*Aim of the task:* Among the lines below, copy each one in which "conversationId" appears.

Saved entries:

-------

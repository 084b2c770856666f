//! lubbi-core: configuration, sensor store, knowledge base, chat resolver and vitals analysis
//! for the LUBBI triage robot site. No HTTP here; the gateway add-on wires it to axum.

mod error;
mod knowledge;
mod resolver;
mod sensors;
mod shared;
mod vitals;

pub use error::{CoreError, Result};
pub use knowledge::{bullet_list, numbered_list, About, KnowledgeBase, SensorSpecs};
pub use resolver::{
    KeywordRule, PatternRule, Resolution, Resolver, DEFAULT_RESPONSE, FOLLOW_UP, GREETING,
};
pub use sensors::{SensorReading, SensorSource, SensorStore, SensorUpdate};
pub use shared::{CoreConfig, ENV_CONFIG_PATH};
pub use vitals::{
    analyze, VitalsAnalysis, FEVER_ANALYSIS, FEVER_THRESHOLD_C, HEART_RATE_ANALYSIS,
    HEART_RATE_MAX_BPM, HEART_RATE_MIN_BPM, NORMAL_ANALYSIS,
};
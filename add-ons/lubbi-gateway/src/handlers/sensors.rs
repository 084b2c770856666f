//! Sensor intake from the robot and the read-back used by the monitoring panel.

use crate::error::ApiError;
use crate::extract::JsonBody;
use crate::AppState;
use axum::extract::State;
use axum::Json;
use lubbi_core::SensorUpdate;

/// POST /api/sensores – stores positive values, stamps `lastUpdate`, echoes the snapshot.
pub(crate) async fn receive_reading(
    State(state): State<AppState>,
    JsonBody(update): JsonBody<SensorUpdate>,
) -> Result<Json<serde_json::Value>, ApiError> {
    tracing::info!(
        target: "lubbi::sensors",
        temperatura = ?update.temperature,
        bpm = ?update.heart_rate,
        "Reading received from robot"
    );

    let data = state.sensors.update(update)?;
    Ok(Json(serde_json::json!({
        "success": true,
        "message": "Dados recebidos com sucesso",
        "data": data,
    })))
}

/// GET /api/sensores – current snapshot.
pub(crate) async fn current_reading(
    State(state): State<AppState>,
) -> Result<Json<serde_json::Value>, ApiError> {
    let data = state.sensors.read()?;
    Ok(Json(serde_json::json!({
        "success": true,
        "data": data,
    })))
}
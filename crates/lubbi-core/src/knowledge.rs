//! Static knowledge base about the LUBBI robot. Built once, read-only afterwards.

/// Identity section: what the robot is, why it exists, what it runs on.
#[derive(Debug, Clone, Copy)]
pub struct About {
    pub description: &'static str,
    pub mission: &'static str,
    pub technology: &'static str,
}

#[derive(Debug, Clone, Copy)]
pub struct SensorSpecs {
    pub temperature: &'static str,
    pub cardiac: &'static str,
}

/// Topic-keyed text the chat resolver assembles answers from.
#[derive(Debug, Clone, Copy)]
pub struct KnowledgeBase {
    pub about: About,
    pub features: &'static [&'static str],
    pub sensors: SensorSpecs,
    pub advantages: &'static [&'static str],
    pub development: &'static str,
    pub applications: &'static [&'static str],
}

impl KnowledgeBase {
    pub fn lubbi() -> Self {
        Self {
            about: About {
                description: "LUBBI é um Robô de Triagem Inteligente desenvolvido para revolucionar o atendimento médico. Ele combina sensores avançados com inteligência artificial para fornecer diagnósticos rápidos e precisos.",
                mission: "Nossa missão é democratizar o acesso à triagem médica de qualidade, reduzindo tempos de espera e melhorando a eficiência em hospitais e clínicas.",
                technology: "Utilizamos sensores MLX90614 para temperatura e MAX30105 para frequência cardíaca, além de algoritmos de IA para análise em tempo real.",
            },
            features: &[
                "Medição de temperatura corporal sem contato",
                "Monitoramento de frequência cardíaca (BPM)",
                "Triagem automática baseada em sintomas",
                "Interface touchscreen intuitiva",
                "Navegação autônoma em ambientes hospitalares",
                "Integração com sistemas de saúde",
                "Relatórios em PDF automáticos",
            ],
            sensors: SensorSpecs {
                temperature: "Sensor infravermelho MLX90614 - Precisão de ±0.1°C - Medição sem contato",
                cardiac: "Sensor MAX30105 - Monitoramento contínuo - Detecção de arritmias",
            },
            advantages: &[
                "Redução de 70% no tempo de triagem",
                "Precisão de 98.7% nos diagnósticos",
                "Atendimento 24/7",
                "Interface multilingue",
                "Relatórios detalhados em tempo real",
            ],
            development: "Desenvolvido por uma equipe multidisciplinar da FIAP com especialistas em medicina, engenharia e inteligência artificial.",
            applications: &[
                "Hospitais e pronto-socorros",
                "Clínicas médicas",
                "Unidades básicas de saúde",
                "Eventos de grande porte",
                "Empresas e corporações",
            ],
        }
    }
}

/// Renders `items` one per line, each prefixed with `marker` and a space.
pub fn bullet_list(items: &[&str], marker: &str) -> String {
    items
        .iter()
        .map(|item| format!("{} {}", marker, item))
        .collect::<Vec<_>>()
        .join("\n")
}

/// Renders `items` as `1. a`, `2. b`, ...
pub fn numbered_list(items: &[&str]) -> String {
    items
        .iter()
        .enumerate()
        .map(|(i, item)| format!("{}. {}", i + 1, item))
        .collect::<Vec<_>>()
        .join("\n")
}
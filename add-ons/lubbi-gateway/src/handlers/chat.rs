//! Chat handler: validates the message at the boundary, then hands it to the rule-based
//! resolver together with the live sensor store so "dados atuais" can quote real readings.

use crate::error::ApiError;
use crate::extract::JsonBody;
use crate::AppState;
use axum::extract::State;
use axum::Json;

pub(crate) const MESSAGE_REQUIRED: &str = "message is required";

#[derive(Debug, serde::Deserialize)]
pub(crate) struct ChatRequest {
    #[serde(default)]
    message: Option<String>,
    /// Client thread id. Assigned by the gateway when missing.
    #[serde(default, rename = "conversationId")]
    conversation_id: Option<String>,
}

/// POST /api/chat
pub(crate) async fn chat(
    State(state): State<AppState>,
    JsonBody(req): JsonBody<ChatRequest>,
) -> Result<Json<serde_json::Value>, ApiError> {
    let message = req
        .message
        .as_deref()
        .map(str::trim)
        .filter(|m| !m.is_empty())
        .ok_or_else(|| ApiError::BadRequest(MESSAGE_REQUIRED.to_string()))?;
    let conversation_id = req
        .conversation_id
        .filter(|id| !id.is_empty())
        .unwrap_or_else(|| uuid::Uuid::new_v4().to_string());

    let resolution = state.resolver.resolve(message, state.sensors.as_ref());
    tracing::info!(
        target: "lubbi::chat",
        conversation_id = %conversation_id,
        chars = message.chars().count(),
        rule = resolution.rule,
        "Chat answered"
    );

    Ok(Json(serde_json::json!({
        "success": true,
        "response": resolution.text,
        "conversationId": conversation_id,
    })))
}
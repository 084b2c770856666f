use crate::error::ApiError;
use crate::extract::JsonBody;
use axum::Json;
use lubbi_core::SensorUpdate;

/// POST /api/analyze-vitals – threshold check; does not touch the sensor store.
pub(crate) async fn analyze_vitals(
    JsonBody(vitals): JsonBody<SensorUpdate>,
) -> Result<Json<serde_json::Value>, ApiError> {
    let result = lubbi_core::analyze(vitals.temperature, vitals.heart_rate);
    if result.alert {
        tracing::warn!(
            target: "lubbi::vitals",
            temperatura = ?vitals.temperature,
            bpm = ?vitals.heart_rate,
            "Vitals outside normal range"
        );
    }

    Ok(Json(serde_json::json!({
        "success": true,
        "analysis": result.analysis,
        "alert": result.alert,
        "recommendations": result.recommendations,
    })))
}
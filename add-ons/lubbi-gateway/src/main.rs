//! Axum-based gateway for the LUBBI site. Config-driven via CoreConfig.
//!
//! Owns the sensor store and the chat resolver and injects both into handlers through
//! [`AppState`]. Optionally serves the static site for unmatched routes.

mod error;
mod extract;
mod handlers;

use axum::http::Method;
use axum::{
    extract::State,
    routing::{get, post},
    Router,
};
use lubbi_core::{CoreConfig, Resolver, SensorStore};
use std::sync::Arc;
use tower_http::cors::{Any, CorsLayer};
use tower_http::services::ServeDir;
use tracing_subscriber::{layer::SubscriberExt, util::SubscriberInitExt};

/// Pre-flight check: config loads, chat rules compile, site is present, port is free.
fn run_verify() -> Result<(), String> {
    print!("Checking config... ");
    let config = CoreConfig::load().map_err(|e| format!("Config load failed: {}", e))?;
    println!("OK ({})", config.app_name);

    print!("Compiling chat rules... ");
    let resolver = Resolver::new().map_err(|e| format!("Chat rules invalid: {}", e))?;
    println!(
        "OK ({} patterns, {} keywords)",
        resolver.rule_names().len(),
        resolver.keywords().len()
    );

    if config.site_enabled {
        let index = config.site_root().join("index.html");
        print!("Checking site at {}... ", config.site_dir);
        if !index.exists() {
            return Err(format!("{} not found", index.display()));
        }
        println!("OK");
    }

    let addr = config.bind_addr();
    print!("Checking {}... ", addr);
    match std::net::TcpListener::bind(&addr) {
        Ok(listener) => {
            drop(listener);
            println!("OK (available)");
        }
        Err(e) => {
            return Err(format!("{} BLOCKED: {}", addr, e));
        }
    }

    println!("\n✅ SUCCESS: All systems GO. Ready to start gateway.");
    Ok(())
}

#[tokio::main]
async fn main() -> Result<(), Box<dyn std::error::Error + Send + Sync>> {
    // Load .env file if present (before any env::var calls)
    if let Err(e) = dotenvy::dotenv() {
        eprintln!(
            "[lubbi-gateway] .env not loaded: {} (using system environment)",
            e
        );
    }

    if std::env::args().any(|a| a == "--verify") {
        match run_verify() {
            Ok(()) => std::process::exit(0),
            Err(e) => {
                eprintln!("❌ PRE-FLIGHT FAILED: {}", e);
                std::process::exit(1);
            }
        }
    }

    tracing_subscriber::registry()
        .with(tracing_subscriber::EnvFilter::new(
            std::env::var("RUST_LOG").unwrap_or_else(|_| "info".into()),
        ))
        .with(tracing_subscriber::fmt::layer())
        .init();

    let config = Arc::new(CoreConfig::load()?);
    let resolver = Arc::new(Resolver::new()?);
    tracing::debug!(
        target: "lubbi::gateway",
        rules = ?resolver.rule_names(),
        "Chat rules compiled"
    );

    let app = build_app(AppState {
        config: Arc::clone(&config),
        sensors: Arc::new(SensorStore::new()),
        resolver,
    });

    let addr = config.bind_addr();
    let listener = tokio::net::TcpListener::bind(&addr).await?;
    tracing::info!(target: "lubbi::gateway", "{} listening on {}", config.app_name, addr);
    if config.site_enabled {
        tracing::info!(target: "lubbi::gateway", "Serving site from {}", config.site_dir);
    }
    tracing::info!(target: "lubbi::gateway", "Waiting for LUBBI readings on POST /api/sensores");

    axum::serve(listener, app).await?;
    Ok(())
}

fn build_app(state: AppState) -> Router {
    let site = state.config.site_enabled.then(|| state.config.site_root());

    // The robot and the page are served from different origins on the LAN.
    let cors = CorsLayer::new()
        .allow_origin(Any)
        .allow_methods([Method::GET, Method::POST, Method::OPTIONS])
        .allow_headers(Any);

    let mut app = Router::new()
        .route("/api/health", get(health))
        .route(
            "/api/sensores",
            get(handlers::sensors::current_reading).post(handlers::sensors::receive_reading),
        )
        .route("/api/chat", post(handlers::chat::chat))
        .route("/api/analyze-vitals", post(handlers::vitals::analyze_vitals))
        .with_state(state);

    if let Some(site_dir) = site {
        // `/` -> index.html, everything else unmatched -> file under site_dir (404 if absent)
        app = app.fallback_service(ServeDir::new(site_dir).append_index_html_on_directories(true));
    }

    app.layer(cors)
}

#[derive(Clone)]
pub(crate) struct AppState {
    pub(crate) config: Arc<CoreConfig>,
    pub(crate) sensors: Arc<SensorStore>,
    pub(crate) resolver: Arc<Resolver>,
}

/// GET /api/health – liveness check for the site and scripts.
async fn health(State(state): State<AppState>) -> axum::Json<serde_json::Value> {
    axum::Json(serde_json::json!({
        "status": "ok",
        "app_name": state.config.app_name,
    }))
}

-------

*Exercise answer:*
    #[serde(default, rename = "conversationId")]
        "conversationId": conversation_id,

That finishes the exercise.